Итак, чтобы представить в виде таблицы совокупность человеческих целей, а также управляющих ими властей, следует поставить на вершину Бога как суверенную Любовь и высший Двигатель, притягивающий к себе всеобщую человеческую гражданственность действием двух целевых причин[270]:

Чтобы убедиться, насколько велика дистанция, разделяющая в этом вопросе Данте и св. Фому, достаточно обратиться к тексту доминиканца Гвидо Вернани, в котором он выступает против выраженного в «Монархии» тезиса о «двойном блаженстве. «Этот человек, – говорит Вернани о Данте, – не должен был различать два блаженства по причине двух природ, тленной и нетленной, ибо в тленной природе не может быть ни добродетели, ни блаженства в собственном смысле. Он также говорит, что человек определен к этим двум целям Богом. На это я отвечу, что человек не определен Богом к земному блаженству как конечной цели, ибо подобное блаженство никогда не может насытить и утолить человеческий аппетит. Даже с философской точки зрения действие таких добродетелей [т. е. нравственных добродетелей, – прим. Э. Ж.] подчинено созерцательной жизни, дабы через их посредство были усмирены все страсти, и человек мог с большим спокойствием и свободой созерцать вечное…. Следовательно, человек определен к вечному счастью как своей конечной цели; ради ее достижения он должен обратить к ней и пустить в ход все свои блага: естественные, моральные и сверхъестественные»[271]. В этой критике, обращенной против Данте, нет ни одного оригинального слова, но именно поэтому она и важна для нас. Столь решительное сопротивление, оказанное Данте со стороны Гвидо Вернани, лишь выражает сопротивление всего томистского лагеря одной из самых больших опасностей, когда-либо ему грозивших.

V – Положение Данте в истории

Самый длинный, но и самый надежный и многообещающий путь к правильному пониманию смысла и значения политической философии Данте, особенно подразумеваемого в ней понятия философии, состоит в том, чтобы рассмотреть ее в историческом и доктринальном контексте. Если бы политическую философию можно было помыслить независимо от любой общей философии, она была бы не более чем фактом местного значения. Но дело обстоит иначе, и мы увидим, что подход Данте к этим проблемам затрагивал целый ряд других пунктов, точное определение которых важно для понимания его творчества.

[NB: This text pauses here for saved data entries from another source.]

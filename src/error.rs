use std::collections::HashMap;

use serde::Serialize;
use thiserror::Error;

use crate::store::StoreError;

/// Error kinds surfaced by the service layer.
///
/// Everything here is recoverable at the request boundary; the HTTP layer
/// owns the mapping to status codes. `RateLimited` is produced by the
/// throttling collaborator in front of this crate, never internally.
#[derive(Debug, Error)]
pub enum Error {
    #[error("entity not found")]
    NotFound,

    #[error("{0}")]
    PermissionDenied(String),

    #[error("validation failed")]
    Validation(ValidationError),

    #[error("conflict")]
    Conflict(ValidationError),

    #[error("You cannot follow yourself")]
    SelfFollow,

    #[error("{0}")]
    AuthenticationFailed(String),

    #[error("Rate limit exceeded")]
    RateLimited,

    #[error("internal error: {0}")]
    Internal(String),

    #[error(transparent)]
    Store(StoreError),
}

impl From<StoreError> for Error {
    fn from(err: StoreError) -> Error {
        match err {
            StoreError::NotFound => Error::NotFound,
            other => Error::Store(other),
        }
    }
}

impl From<ValidationError> for Error {
    fn from(err: ValidationError) -> Error {
        Error::Validation(err)
    }
}

/// Field-level validation failures, keyed by field name.
#[derive(Debug, Default, Serialize)]
pub struct ValidationError(HashMap<String, Vec<String>>);

impl ValidationError {
    pub fn new<K: Into<String>, V: Into<String>>(field: K, message: V) -> Self {
        let mut error = ValidationError::default();
        error.add_error(field, message);
        error
    }

    pub fn add_error<K: Into<String>, V: Into<String>>(&mut self, field: K, message: V) {
        let entry = self.0.entry(field.into()).or_default();
        entry.push(message.into());
    }

    pub fn merge(&mut self, other: ValidationError) {
        for (field, messages) in other.0.into_iter() {
            let entry = self.0.entry(field).or_default();
            entry.extend(messages);
        }
    }

    pub fn len(&self) -> usize {
        self.0.len()
    }

    pub fn is_empty(&self) -> bool {
        self.0.is_empty()
    }

    pub fn contains(&self, field: &str) -> bool {
        self.0.contains_key(field)
    }

    pub fn messages(&self, field: &str) -> &[String] {
        self.0.get(field).map(Vec::as_slice).unwrap_or_default()
    }
}
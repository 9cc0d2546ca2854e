//! In-memory backend. One mutex guards the whole state, so every trait
//! method is atomic — the same isolation the Postgres backend gets from
//! transactions. Used by the test suite and as a throwaway embedded store.

use std::collections::{HashMap, HashSet};
use std::sync::{Mutex, MutexGuard};

use crate::article::{Article, ArticleFilter, NewArticle};
use crate::comment::{Comment, NewComment};
use crate::types::Pagination;
use crate::users::models::{NewUser, User};

use super::{Store, StoreError};

#[derive(Default)]
struct State {
    users: Vec<User>,
    articles: Vec<Article>,
    comments: Vec<Comment>,
    follows: HashSet<(i32, i32)>,
    favorites: HashSet<(i32, i32)>,
    article_tags: HashMap<i32, Vec<String>>,
    /// Tag identities in creation order; rows are never removed.
    tag_registry: Vec<String>,
    next_user_id: i32,
    next_article_id: i32,
    next_comment_id: i32,
}

impl State {
    fn register_tags(&mut self, article_id: i32, tag_names: &[String]) {
        for name in tag_names {
            if !self.tag_registry.contains(name) {
                self.tag_registry.push(name.clone());
            }
        }
        self.article_tags
            .insert(article_id, tag_names.to_vec());
    }
}

#[derive(Default)]
pub struct MemStore {
    state: Mutex<State>,
}

impl MemStore {
    pub fn new() -> Self {
        MemStore::default()
    }

    fn state(&self) -> MutexGuard<'_, State> {
        self.state.lock().unwrap_or_else(|poisoned| poisoned.into_inner())
    }
}

fn page_of(mut rows: Vec<Article>, page: Pagination) -> Vec<Article> {
    rows.sort_by(|a, b| b.created_at.cmp(&a.created_at).then(b.id.cmp(&a.id)));
    rows.into_iter()
        .skip(page.offset.max(0) as usize)
        .take(page.limit.max(0) as usize)
        .collect()
}

impl Store for MemStore {
    fn insert_user(&self, user: NewUser) -> Result<User, StoreError> {
        let mut state = self.state();
        if state.users.iter().any(|u| u.username == user.username) {
            return Err(StoreError::UniqueViolation("username"));
        }
        if state.users.iter().any(|u| u.email == user.email) {
            return Err(StoreError::UniqueViolation("email"));
        }
        state.next_user_id += 1;
        let row = User {
            id: state.next_user_id,
            username: user.username,
            email: user.email,
            password_hash: user.password_hash,
            bio: user.bio,
            image: user.image,
            active: user.active,
        };
        state.users.push(row.clone());
        Ok(row)
    }

    fn user_by_id(&self, user_id: i32) -> Result<Option<User>, StoreError> {
        Ok(self.state().users.iter().find(|u| u.id == user_id).cloned())
    }

    fn user_by_email(&self, email: &str) -> Result<Option<User>, StoreError> {
        Ok(self.state().users.iter().find(|u| u.email == email).cloned())
    }

    fn user_by_username(&self, username: &str) -> Result<Option<User>, StoreError> {
        Ok(self
            .state()
            .users
            .iter()
            .find(|u| u.username == username)
            .cloned())
    }

    fn users_by_ids(&self, ids: &[i32]) -> Result<HashMap<i32, User>, StoreError> {
        Ok(self
            .state()
            .users
            .iter()
            .filter(|u| ids.contains(&u.id))
            .map(|u| (u.id, u.clone()))
            .collect())
    }

    fn update_user(&self, user: &User) -> Result<User, StoreError> {
        let mut state = self.state();
        if state
            .users
            .iter()
            .any(|u| u.id != user.id && u.username == user.username)
        {
            return Err(StoreError::UniqueViolation("username"));
        }
        if state
            .users
            .iter()
            .any(|u| u.id != user.id && u.email == user.email)
        {
            return Err(StoreError::UniqueViolation("email"));
        }
        let row = state
            .users
            .iter_mut()
            .find(|u| u.id == user.id)
            .ok_or(StoreError::NotFound)?;
        *row = user.clone();
        Ok(row.clone())
    }

    fn username_exists(&self, username: &str, exclude: Option<i32>) -> Result<bool, StoreError> {
        Ok(self
            .state()
            .users
            .iter()
            .any(|u| u.username == username && Some(u.id) != exclude))
    }

    fn email_exists(&self, email: &str, exclude: Option<i32>) -> Result<bool, StoreError> {
        Ok(self
            .state()
            .users
            .iter()
            .any(|u| u.email == email && Some(u.id) != exclude))
    }

    fn insert_follow(&self, follower_id: i32, followed_id: i32) -> Result<(), StoreError> {
        self.state().follows.insert((follower_id, followed_id));
        Ok(())
    }

    fn delete_follow(&self, follower_id: i32, followed_id: i32) -> Result<(), StoreError> {
        self.state().follows.remove(&(follower_id, followed_id));
        Ok(())
    }

    fn is_following(&self, follower_id: i32, followed_id: i32) -> Result<bool, StoreError> {
        Ok(self.state().follows.contains(&(follower_id, followed_id)))
    }

    fn following_map(
        &self,
        follower_id: i32,
        user_ids: &[i32],
    ) -> Result<HashSet<i32>, StoreError> {
        let state = self.state();
        Ok(user_ids
            .iter()
            .copied()
            .filter(|followed| state.follows.contains(&(follower_id, *followed)))
            .collect())
    }

    fn slug_exists(&self, slug: &str, exclude: Option<i32>) -> Result<bool, StoreError> {
        Ok(self
            .state()
            .articles
            .iter()
            .any(|a| a.slug == slug && Some(a.id) != exclude))
    }

    fn insert_article(
        &self,
        article: NewArticle,
        tag_names: &[String],
    ) -> Result<Article, StoreError> {
        let mut state = self.state();
        if state.articles.iter().any(|a| a.slug == article.slug) {
            return Err(StoreError::UniqueViolation("slug"));
        }
        state.next_article_id += 1;
        let row = Article {
            id: state.next_article_id,
            author_id: article.author_id,
            slug: article.slug,
            title: article.title,
            description: article.description,
            body: article.body,
            created_at: article.created_at,
            updated_at: article.updated_at,
        };
        state.articles.push(row.clone());
        state.register_tags(row.id, tag_names);
        Ok(row)
    }

    fn update_article(
        &self,
        article: &Article,
        tag_names: Option<&[String]>,
    ) -> Result<Article, StoreError> {
        let mut state = self.state();
        if state
            .articles
            .iter()
            .any(|a| a.id != article.id && a.slug == article.slug)
        {
            return Err(StoreError::UniqueViolation("slug"));
        }
        let row = state
            .articles
            .iter_mut()
            .find(|a| a.id == article.id)
            .ok_or(StoreError::NotFound)?;
        *row = article.clone();
        if let Some(tag_names) = tag_names {
            state.register_tags(article.id, tag_names);
        }
        Ok(article.clone())
    }

    fn article_by_slug(&self, slug: &str) -> Result<Option<Article>, StoreError> {
        Ok(self.state().articles.iter().find(|a| a.slug == slug).cloned())
    }

    fn delete_article(&self, article_id: i32) -> Result<(), StoreError> {
        let mut state = self.state();
        let before = state.articles.len();
        state.articles.retain(|a| a.id != article_id);
        if state.articles.len() == before {
            return Err(StoreError::NotFound);
        }
        state.comments.retain(|c| c.article_id != article_id);
        state.favorites.retain(|(_, favorited)| *favorited != article_id);
        state.article_tags.remove(&article_id);
        Ok(())
    }

    fn list_articles(
        &self,
        filter: &ArticleFilter,
        page: Pagination,
    ) -> Result<(Vec<Article>, i64), StoreError> {
        let state = self.state();
        let no_tags = Vec::new();
        let rows: Vec<Article> = state
            .articles
            .iter()
            .filter(|a| {
                if let Some(tag) = filter.tag.as_deref() {
                    let tag = tag.to_lowercase();
                    let names = state.article_tags.get(&a.id).unwrap_or(&no_tags);
                    if !names.iter().any(|name| name.to_lowercase() == tag) {
                        return false;
                    }
                }
                if let Some(author) = filter.author.as_deref() {
                    let author = author.to_lowercase();
                    let matches = state
                        .users
                        .iter()
                        .any(|u| u.id == a.author_id && u.username.to_lowercase() == author);
                    if !matches {
                        return false;
                    }
                }
                if let Some(favorited) = filter.favorited.as_deref() {
                    let favoriter = state.users.iter().find(|u| u.username == favorited);
                    match favoriter {
                        Some(user) => {
                            if !state.favorites.contains(&(user.id, a.id)) {
                                return false;
                            }
                        }
                        None => return false,
                    }
                }
                true
            })
            .cloned()
            .collect();
        let total = rows.len() as i64;
        Ok((page_of(rows, page), total))
    }

    fn feed_articles(
        &self,
        follower_id: i32,
        page: Pagination,
    ) -> Result<(Vec<Article>, i64), StoreError> {
        let state = self.state();
        let rows: Vec<Article> = state
            .articles
            .iter()
            .filter(|a| state.follows.contains(&(follower_id, a.author_id)))
            .cloned()
            .collect();
        let total = rows.len() as i64;
        Ok((page_of(rows, page), total))
    }

    fn insert_favorite(&self, user_id: i32, article_id: i32) -> Result<(), StoreError> {
        self.state().favorites.insert((user_id, article_id));
        Ok(())
    }

    fn delete_favorite(&self, user_id: i32, article_id: i32) -> Result<(), StoreError> {
        self.state().favorites.remove(&(user_id, article_id));
        Ok(())
    }

    fn favorited_map(
        &self,
        user_id: i32,
        article_ids: &[i32],
    ) -> Result<HashSet<i32>, StoreError> {
        let state = self.state();
        Ok(article_ids
            .iter()
            .copied()
            .filter(|article_id| state.favorites.contains(&(user_id, *article_id)))
            .collect())
    }

    fn favorites_counts(&self, article_ids: &[i32]) -> Result<HashMap<i32, i64>, StoreError> {
        let state = self.state();
        Ok(article_ids
            .iter()
            .copied()
            .map(|article_id| {
                let count = state
                    .favorites
                    .iter()
                    .filter(|(_, favorited)| *favorited == article_id)
                    .count() as i64;
                (article_id, count)
            })
            .collect())
    }

    fn tags_map(&self, article_ids: &[i32]) -> Result<HashMap<i32, Vec<String>>, StoreError> {
        let state = self.state();
        Ok(article_ids
            .iter()
            .copied()
            .filter_map(|article_id| {
                state.article_tags.get(&article_id).map(|names| {
                    let mut names = names.clone();
                    names.sort();
                    (article_id, names)
                })
            })
            .collect())
    }

    fn distinct_tags(&self) -> Result<Vec<String>, StoreError> {
        Ok(self.state().tag_registry.clone())
    }

    fn insert_comment(&self, comment: NewComment) -> Result<Comment, StoreError> {
        let mut state = self.state();
        state.next_comment_id += 1;
        let row = Comment {
            id: state.next_comment_id,
            article_id: comment.article_id,
            author_id: comment.author_id,
            body: comment.body,
            created_at: comment.created_at,
            updated_at: comment.updated_at,
        };
        state.comments.push(row.clone());
        Ok(row)
    }

    fn comment_by_id(&self, comment_id: i32) -> Result<Option<Comment>, StoreError> {
        Ok(self
            .state()
            .comments
            .iter()
            .find(|c| c.id == comment_id)
            .cloned())
    }

    fn comments_of_article(&self, article_id: i32) -> Result<Vec<Comment>, StoreError> {
        let mut rows: Vec<Comment> = self
            .state()
            .comments
            .iter()
            .filter(|c| c.article_id == article_id)
            .cloned()
            .collect();
        rows.sort_by(|a, b| b.created_at.cmp(&a.created_at).then(b.id.cmp(&a.id)));
        Ok(rows)
    }

    fn delete_comment(&self, comment_id: i32) -> Result<(), StoreError> {
        let mut state = self.state();
        let before = state.comments.len();
        state.comments.retain(|c| c.id != comment_id);
        if state.comments.len() == before {
            return Err(StoreError::NotFound);
        }
        Ok(())
    }
}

Можно считать исторически верифицируемым философским законом следующий тезис: существует необходимая корреляция между способом мыслить отношение государства к Церкви, способом мыслить отношение философии к теологии и способом мыслить отношение природы к благодати. Если рассматривать средневековые политические учения с этой точки зрения, их можно разделить – по крайней мере, приблизительно – на три основных типа. Речь идет не о том, чтобы редуцировать хотя бы одно из них к определенному типу: разнообразие исторических конкретностей точно так же не позволяет свести себя к чистым доктринальным сущностям, как индивиды не позволяют свести себя к видовой сущности. Тем не менее, основные учения могут быть сгруппированы в определенные типы, по отношению к которым они будут разными индивидуальными реализациями, и классифицированы сообразно тому, в какой мере они приближаются скорее к одному из них, нежели к другому.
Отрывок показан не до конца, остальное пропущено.